Is Bitcoin a Store of Value?
Bitcoin has always been thought of as a means of payment. It was designed as a medium of exchange used in making successful transactions. The above title is Bitcoin a store of value, attempts to compare Bitcoin to other valuable assets like gold and money.
Is Bitcoin money? Could Bitcoin be money? Does it have the ability to function as a unit of account and a medium of exchange? While some have said Bitcoin can be a store of value and even likened it to gold, it does not precisely fit into the same category as fiat.
You know, maybe when Satoshi created Bitcoin in 2018, he wanted a means of payment that world governments and systems could not control. A currency everyone can own a share and have a say in how it was managed or utilized, or perhaps he wanted to bridge the gap between the rich and the poor.
If we look at Bitcoin from the perspective above, then it will not have a store of value as we deem it fit. It is a digital currency and commodity, and it has not necessarily attained that status as a store of value.
When Nathaniel Popper’s book Digital Gold first came to light in 2015, people began to link Bitcoin as digital gold. The concept of digital gold is a safe asset like gold, silver, and other precious metal used as money. They have fulfilled the property as a medium of exchange, store of value, and unit of account.
Can Bitcoin follow in their footstep as a safe-haven asset?
While Bitcoin has some properties like scarcity, portability, and divisibility, it is too volatile and not as intrinsic as regular exchange mediums. For Bitcoin to be a store of value, it must exhibit some stability, which it has not. It needs to have a foreseeable depreciable value that can be trusted to fluctuate over time or with structural changes in economies.
What is a store of value?
A store of value is an asset that can retain its value in the short-term or long term, as the case may be. For example, let’s say you bought an ounce of gold today and kept it in the safe for a year. Would its value appreciate or depreciate in that time? Would you say it will still remain valuable as the first day you bought it?
Take diamond as another example; it does not have that pizzazz as gold and silver. The demand by individuals to own one gives it its value. Perhaps not as gold, but it is still valuable over time.

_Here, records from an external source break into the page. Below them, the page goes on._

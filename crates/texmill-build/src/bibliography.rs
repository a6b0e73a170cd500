use crate::compiler::{Compiler, ENGINE_PASS_TIMEOUT};
use crate::strategy::PreparedRequest;
use serde::{Deserialize, Serialize};
use std::path::PathBuf;
use std::time::Duration;
use texmill_core::process::{RunOptions, RunOutput};
use texmill_core::{Result, paths};

pub const BIB_BUILD_TIMEOUT: Duration = Duration::from_secs(60);

#[derive(Debug, Clone, Copy, PartialEq, Eq, Serialize, Deserialize)]
#[serde(rename_all = "lowercase")]
pub enum BibTool {
    Biber,
    Bibtex,
}

impl BibTool {
    pub fn executable(self) -> &'static str {
        match self {
            BibTool::Biber => "biber",
            BibTool::Bibtex => "bibtex",
        }
    }
}

#[derive(Debug, Clone, PartialEq, Eq, Serialize, Deserialize)]
#[serde(rename_all = "camelCase")]
pub struct BibRequest {
    pub tool: BibTool,
    /// The root `.tex` or its `.aux`; only directory and base name are used.
    pub root_or_aux: PathBuf,
}

#[derive(Debug, Clone, PartialEq, Eq, Serialize, Deserialize)]
pub struct BibResult {
    pub command: String,
    pub args: Vec<String>,
    pub code: Option<i32>,
    pub output: String,
}

/// Whether an `.aux` file records citations or a bibliography database.
pub fn aux_needs_bibtex(aux: &str) -> bool {
    aux.contains("\\citation") || aux.contains("\\bibdata")
}

impl Compiler {
    /// The bibliography pass between two direct engine runs.
    ///
    /// biber runs when pass one left a `.bcf` control file; otherwise bibtex
    /// runs when the `.aux` file mentions citations. Returns `None` when
    /// neither applies.
    pub(crate) async fn fallback_bibliography(
        &self,
        prepared: &PreparedRequest,
    ) -> Option<RunOutput> {
        let tool = if prepared.artifact("bcf").is_file() {
            BibTool::Biber
        } else {
            let aux = tokio::fs::read(prepared.artifact("aux")).await.ok()?;
            if !aux_needs_bibtex(&String::from_utf8_lossy(&aux)) {
                return None;
            }
            BibTool::Bibtex
        };

        let exe = self.resolver().resolve_or_name(tool.executable());
        let opts = RunOptions::with_timeout(ENGINE_PASS_TIMEOUT).cwd(prepared.artifact_dir());
        Some(self.run_tool(&exe, &[prepared.job_base()], &opts).await)
    }

    /// Runs biber or bibtex for a document, in the document's directory.
    ///
    /// # Errors
    ///
    /// Only when the path lies outside the workspace.
    pub async fn build_bibliography(&self, req: &BibRequest) -> Result<BibResult> {
        let full = self.policy().ensure_inside(&req.root_or_aux)?;
        let dir = paths::parent_dir(&full);
        let base = paths::job_base(&full, None);

        let exe = self.resolver().resolve_or_name(req.tool.executable());
        let opts = RunOptions::with_timeout(BIB_BUILD_TIMEOUT).cwd(dir);
        let out = self.run_tool(&exe, &[base], &opts).await;
        Ok(BibResult {
            output: out.combined(),
            command: out.command,
            args: out.args,
            code: out.code,
        })
    }
}
#![no_main]
use libfuzzer_sys::fuzz_target;
use texmill_log::LogParser;

fuzz_target!(|data: &[u8]| {
    // Logs are read lossily, so arbitrary bytes are fair input.
    let text = String::from_utf8_lossy(data);
    let _ = LogParser::new().parse(&text);
});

For an asset to make a good store of value, it must be durable. That is it will remain valuable over time, and secondly, scarcity.
Remember how a nickel would buy you a whole pack of sweets as a kid. Now it cannot do that because it has become less valuable over time.
Whether Bitcoin is a good store of value is straight forward, yes. However, its lack of stability and massive appreciation is a problem.
Therefore, until Bitcoin can attain stability over a long period and be widely accepted by the world as a valued asset, it cannot be a good store of value.
Why can Bitcoin be a store of value?
Bitcoin was created for the sole purpose as an alternative to money for easy transactions without any third-party systems or regulations. Even though it is not like gold, the following are why it is a good store of value.
It is a medium of exchange.
For any entity to serve this purpose, it must be accepted as a medium of exchange for goods and services. Furthermore, the user and the merchant must recognize it as a capable and trusted means. Though Bitcoin meets the criteria it is not backed by any sovereign entity that can enforce its use, it is still accepted, though.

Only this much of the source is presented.